Post-pandemic education must equip our children for critical thinking, creativity, and collaboration
Richard Hogan: Our outmoded schooling system is redundant to teenagers

Teenagers now are digital natives, and creating video content comes naturally to them. The curriculum for schools ought to reflect young people's interests and skillset. 

If you really observe a teenager for more than five minutes, you will see how they consume information. It is instantaneous, abbreviated, and devoid of extraneous detail. Teenagers know what they want and they know how to get it. I have observed how they even find ads challenging to tolerate, hence the popularity of platforms like Netflix and TikTok.
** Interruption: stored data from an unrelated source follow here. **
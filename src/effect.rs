use crate::commands::ExternalCommand;
use crate::k8s::NotFound;
use crate::logs::{LogHandle, LogRequest};
use crate::message::{FailureKind, Message, NavParams, Subject, TaskError, ViewId};
use crate::model::{NamespaceScope, ResourceChange, ResourceKind};
use std::time::Duration;
use tokio_util::sync::CancellationToken;

#[derive(Debug)]
pub enum Effect {
    None,
    Task(Task),
    Batch(Vec<Effect>),
    Sequence(Vec<Effect>),
    Emit(Message),
    Halt,
}

impl Effect {
    pub fn navigate(view: ViewId, params: NavParams) -> Self {
        Self::Emit(Message::NavigateTo(view, params))
    }

    pub fn task(task: Task) -> Self {
        Self::Task(task)
    }

    pub fn batch(effects: impl IntoIterator<Item = Effect>) -> Self {
        let effects = effects
            .into_iter()
            .filter(|effect| !effect.is_none())
            .collect::<Vec<_>>();
        match effects.len() {
            0 => Self::None,
            1 => effects.into_iter().next().unwrap_or(Self::None),
            _ => Self::Batch(effects),
        }
    }

    pub fn sequence(effects: impl IntoIterator<Item = Effect>) -> Self {
        let effects = effects
            .into_iter()
            .filter(|effect| !effect.is_none())
            .collect::<Vec<_>>();
        match effects.len() {
            0 => Self::None,
            1 => effects.into_iter().next().unwrap_or(Self::None),
            _ => Self::Sequence(effects),
        }
    }

    pub fn is_none(&self) -> bool {
        matches!(self, Self::None)
    }
}

#[derive(Debug)]
pub enum Task {
    ListResources {
        kind: ResourceKind,
        scope: NamespaceScope,
        selector: Option<String>,
    },
    GetResource {
        kind: ResourceKind,
        namespace: Option<String>,
        name: String,
    },
    ListNamespaces,
    DeleteResource {
        kind: ResourceKind,
        namespace: Option<String>,
        name: String,
        grace_period_secs: u32,
    },
    UpdateResource {
        kind: ResourceKind,
        namespace: String,
        name: String,
        change: ResourceChange,
    },
    OpenLogs {
        session: u64,
        request: LogRequest,
        cancel: CancellationToken,
    },
    ReadLogs {
        session: u64,
        handle: LogHandle,
        follow: bool,
        cancel: CancellationToken,
    },
    RetryLogs {
        session: u64,
        handle: LogHandle,
        after: Duration,
        cancel: CancellationToken,
    },
    RunCommand(ExternalCommand),
}

impl Task {
    pub fn subject(&self) -> Subject {
        match self {
            Self::ListResources { .. } => Subject::List,
            Self::GetResource { .. } => Subject::Get,
            Self::ListNamespaces => Subject::Namespaces,
            Self::DeleteResource { .. } => Subject::Delete,
            Self::UpdateResource { .. } => Subject::Update,
            Self::OpenLogs { session, .. } => Subject::LogOpen { session: *session },
            Self::ReadLogs { session, .. } | Self::RetryLogs { session, .. } => {
                Subject::LogRead { session: *session }
            }
            Self::RunCommand(_) => Subject::Command,
        }
    }

    pub fn cancel_token(&self) -> Option<&CancellationToken> {
        match self {
            Self::OpenLogs { cancel, .. }
            | Self::ReadLogs { cancel, .. }
            | Self::RetryLogs { cancel, .. } => Some(cancel),
            _ => None,
        }
    }

    pub fn timeout(&self, request_timeout: Duration) -> Option<Duration> {
        match self {
            Self::ReadLogs { follow: true, .. } | Self::RetryLogs { .. } => None,
            Self::RunCommand(command) if command.is_interactive() => None,
            _ => Some(request_timeout),
        }
    }

    pub fn is_interactive(&self) -> bool {
        matches!(self, Self::RunCommand(command) if command.is_interactive())
    }

    pub fn label(&self) -> String {
        match self {
            Self::ListResources { kind, scope, .. } => format!("list {kind} in {scope}"),
            Self::GetResource {
                kind,
                namespace,
                name,
            } => format!("get {kind} {}", qualified(namespace.as_deref(), name)),
            Self::ListNamespaces => "list namespaces".to_string(),
            Self::DeleteResource {
                kind,
                namespace,
                name,
                ..
            } => format!("delete {kind} {}", qualified(namespace.as_deref(), name)),
            Self::UpdateResource {
                kind,
                namespace,
                name,
                ..
            } => format!("update {kind} {namespace}/{name}"),
            Self::OpenLogs { request, .. } => format!("open logs {}", request.target_label()),
            Self::ReadLogs { handle, .. } => format!("read logs {}", handle.label()),
            Self::RetryLogs { handle, .. } => format!("retry logs {}", handle.label()),
            Self::RunCommand(command) => command.label(),
        }
    }
}

pub fn qualified(namespace: Option<&str>, name: &str) -> String {
    match namespace {
        Some(namespace) => format!("{namespace}/{name}"),
        None => name.to_string(),
    }
}

pub fn classify_error(error: &anyhow::Error) -> TaskError {
    let kind = if error.downcast_ref::<NotFound>().is_some() {
        FailureKind::NotFound
    } else {
        FailureKind::Remote
    };
    TaskError::new(kind, compact_error(error))
}

pub fn compact_error(error: &anyhow::Error) -> String {
    let mut out = Vec::new();
    for (index, cause) in error.chain().enumerate() {
        if index == 0 {
            out.push(cause.to_string());
        } else if index <= 2 {
            out.push(format!("caused by: {cause}"));
        } else {
            break;
        }
    }

    out.join("\n")
}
In short, the teenage world has irrevocably changed since the arrival of the smartphone in 2007. Teenagers today have never lived without such technologies. 

They are digital natives, teachers are digital immigrants, and those in charge of educational pedagogy might even be described as digital aliens, with little to no experience of this new world. A couple of years ago, as I was going over the previous year's Leaving Cert English paper with the class, laughter broke out as I read over the questions — one was asking the students to write a blog. When I inquired about the source of the laughter one student proclaimed; "Blogs? Who writes them anymore?" It seemed that the department’s efforts to be hip and relevant missed the mark by about 5 years. It was vlogs, I was told they do now, in other words, short personal video logs.